In an effort to feel more connected

I have long toyed with the idea of writing again for public consumption. Thanks to Boogie, my dance teacher, mentor and blogging accountability partner, I am finally launching a new blog.

My biggest fear in blogging is that my thoughts and ideas are not worth sharing or being read. That people will say, ‘Who cares what you think? What makes you so important that I should spend time reading your writing?’ In our patriarchal society, I frequently question whether my voice matters. And so, for that reason, I am going to write again, to challenge myself. It feels like a risk to put my ideas out there, to offer them to you. It is a risk I am ready to take again.

I will write for me as much as I will write for anyone else. I process through writing. I have dozens of journals that I’ve kept since I was in elementary school. I first started blogging when I lived in Senegal for the 2006-2007 academic year. I took great joy in using the written word to try to describe the experiences I was having, to bring people along with me on that journey. For those who know me, that was a transformational year for me and I’m sure it will come up again in this blog. Blogging felt less pertinent when I moved back to Chicago, my experiences didn’t feel so unique, or like they needed explaining.

I moved to Chicago to do a Jewish service corps, and that’s how I began organizing, in 2008, months before Obama was elected. I was fresh into the adult world and fresh into organizing and I was sure the wind was at our backs, but I see now that while there were significant victories, the crises everyday people face are worsening.

We are living in scary, unprecedented (in my lifetime, at least) times, times that are also ripe with opportunity for organizing, times that call on us to dig deep and go big, to innovate how we organize, to challenge old orthodoxies. I am 30 and I am grappling with big life questions. My hunch is that I am not the only one asking big questions right now and searching for answers. Through organizing, I have learned the power of telling our stories, of knowing you are not alone. If I can make one person in this world feel a little less alone, then this will be worthwhile. If I can feel a little less alone by sharing my stories and questions and connecting with others as a result, this will be worthwhile.

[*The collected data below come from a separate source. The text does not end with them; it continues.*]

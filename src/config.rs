//! Client configuration and read option merging.
//!
//! Read options resolve in four layers, later layers winning:
//! system defaults, client-wide defaults, per-stream defaults, and the
//! parameters passed with a single call.

use crate::error::{ClientError, Result};
use crate::types::Credentials;
use serde::{Deserialize, Serialize};
use std::collections::HashMap;
use std::time::Duration;

/// Default catch-up deadline.
pub const DEFAULT_TIMEOUT: Duration = Duration::from_millis(2000);

/// Default upper bound on events per historical read.
pub const DEFAULT_MAX_COUNT: u64 = 4095;

/// Default time to wait for the connection to become ready.
pub const DEFAULT_CONNECT_TIMEOUT: Duration = Duration::from_secs(5);

/// Fully resolved options for one read.
#[derive(Clone, Debug, PartialEq, Eq)]
pub struct ReadOptions {
    /// Deadline for a catch-up read.
    pub timeout: Duration,
    /// Resolve link events to their targets.
    pub resolve_link_tos: bool,
    /// Require the cluster leader to serve the read.
    pub require_master: bool,
    /// Max events per historical read batch.
    pub max_count: u64,
}

impl Default for ReadOptions {
    fn default() -> Self {
        Self {
            timeout: DEFAULT_TIMEOUT,
            resolve_link_tos: false,
            require_master: false,
            max_count: DEFAULT_MAX_COUNT,
        }
    }
}

impl ReadOptions {
    /// Overlay `params` on top of these options.
    pub fn merged(&self, params: &ReadParams) -> Self {
        Self {
            timeout: params
                .timeout_ms
                .map(Duration::from_millis)
                .unwrap_or(self.timeout),
            resolve_link_tos: params.resolve_link_tos.unwrap_or(self.resolve_link_tos),
            require_master: params.require_master.unwrap_or(self.require_master),
            max_count: params.max_count.unwrap_or(self.max_count),
        }
    }

    /// Resolve options for a call on `stream_id`.
    pub fn resolve(config: &ClientConfig, stream_id: &str, params: &ReadParams) -> Result<Self> {
        let mut options = Self::default().merged(&config.defaults);
        if let Some(stream_defaults) = config.streams.get(stream_id) {
            options = options.merged(stream_defaults);
        }
        let options = options.merged(params);
        options.validate()?;
        Ok(options)
    }

    fn validate(&self) -> Result<()> {
        if self.max_count == 0 {
            return Err(ClientError::Config("max_count must be positive".into()));
        }
        if self.timeout.is_zero() {
            return Err(ClientError::Config("timeout must be positive".into()));
        }
        Ok(())
    }
}

/// Optional overrides for read options.
#[derive(Clone, Debug, Default, PartialEq, Eq, Serialize, Deserialize)]
#[serde(default, deny_unknown_fields)]
pub struct ReadParams {
    pub timeout_ms: Option<u64>,
    pub resolve_link_tos: Option<bool>,
    pub require_master: Option<bool>,
    pub max_count: Option<u64>,
}

impl ReadParams {
    pub fn new() -> Self {
        Self::default()
    }

    /// Stored in whole milliseconds, rounded up so a sub-millisecond
    /// timeout never becomes zero.
    pub fn timeout(mut self, timeout: Duration) -> Self {
        let mut millis = timeout.as_millis();
        if timeout.subsec_nanos() % 1_000_000 != 0 {
            millis += 1;
        }
        self.timeout_ms = Some(u64::try_from(millis).unwrap_or(u64::MAX));
        self
    }

    pub fn resolve_link_tos(mut self, resolve: bool) -> Self {
        self.resolve_link_tos = Some(resolve);
        self
    }

    pub fn require_master(mut self, require: bool) -> Self {
        self.require_master = Some(require);
        self
    }

    pub fn max_count(mut self, max_count: u64) -> Self {
        self.max_count = Some(max_count);
        self
    }
}

/// Where and how to connect.
#[derive(Clone, Debug, PartialEq, Eq, Serialize, Deserialize)]
#[serde(default)]
pub struct ConnectionSettings {
    pub host: String,
    pub port: u16,
    /// Sent with every operation.
    pub credentials: Option<Credentials>,
    pub connect_timeout_ms: u64,
}

impl Default for ConnectionSettings {
    fn default() -> Self {
        Self {
            host: "127.0.0.1".to_string(),
            port: 1113,
            credentials: None,
            connect_timeout_ms: DEFAULT_CONNECT_TIMEOUT.as_millis() as u64,
        }
    }
}

impl ConnectionSettings {
    pub fn connect_timeout(&self) -> Duration {
        Duration::from_millis(self.connect_timeout_ms)
    }
}

/// Complete client configuration.
#[derive(Clone, Debug, Default, PartialEq, Eq, Serialize, Deserialize)]
#[serde(default)]
pub struct ClientConfig {
    pub connection: ConnectionSettings,
    /// Client-wide read defaults.
    pub defaults: ReadParams,
    /// Per-stream read defaults, keyed by stream id.
    pub streams: HashMap<String, ReadParams>,
}

impl ClientConfig {
    /// Parse from a JSON document.
    pub fn from_json_str(json: &str) -> Result<Self> {
        let config: ClientConfig = serde_json::from_str(json)?;
        ReadOptions::default().merged(&config.defaults).validate()?;
        Ok(config)
    }

    pub fn with_credentials(mut self, credentials: Credentials) -> Self {
        self.connection.credentials = Some(credentials);
        self
    }

    pub fn with_defaults(mut self, defaults: ReadParams) -> Self {
        self.defaults = defaults;
        self
    }

    pub fn with_stream_defaults(
        mut self,
        stream_id: impl Into<String>,
        params: ReadParams,
    ) -> Self {
        self.streams.insert(stream_id.into(), params);
        self
    }
}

I am a white, Jewish, 30-year-old, cis-woman. I was raised in an upper-middle class family. I am an organizer. I am in a relationship that is currently monogamous with a man I love very much. We live together, for almost two years now. He is Sephardi and I am Ashkenazi. I like to knit. I think of myself as a runner, though nothing about my habits would suggest as much anymore. I am a night-owl, always aspiring to be a morning person. I belong to a non-Zionist congregation. I identify as a vegetarian, but truth-be-told, I make exceptions. My health is important to me. I like to do things that challenge me.

I love to dance. Dancing grounds me in my body. It challenges me to break expectations. It helps me feel free and recognize the ways in which I am not free, like when I feel shy about moving my body in front of others. I want to love radically and be radically loved. I want to be free and know that I won't be until e.v.e.r.y.o.n.e. is free. 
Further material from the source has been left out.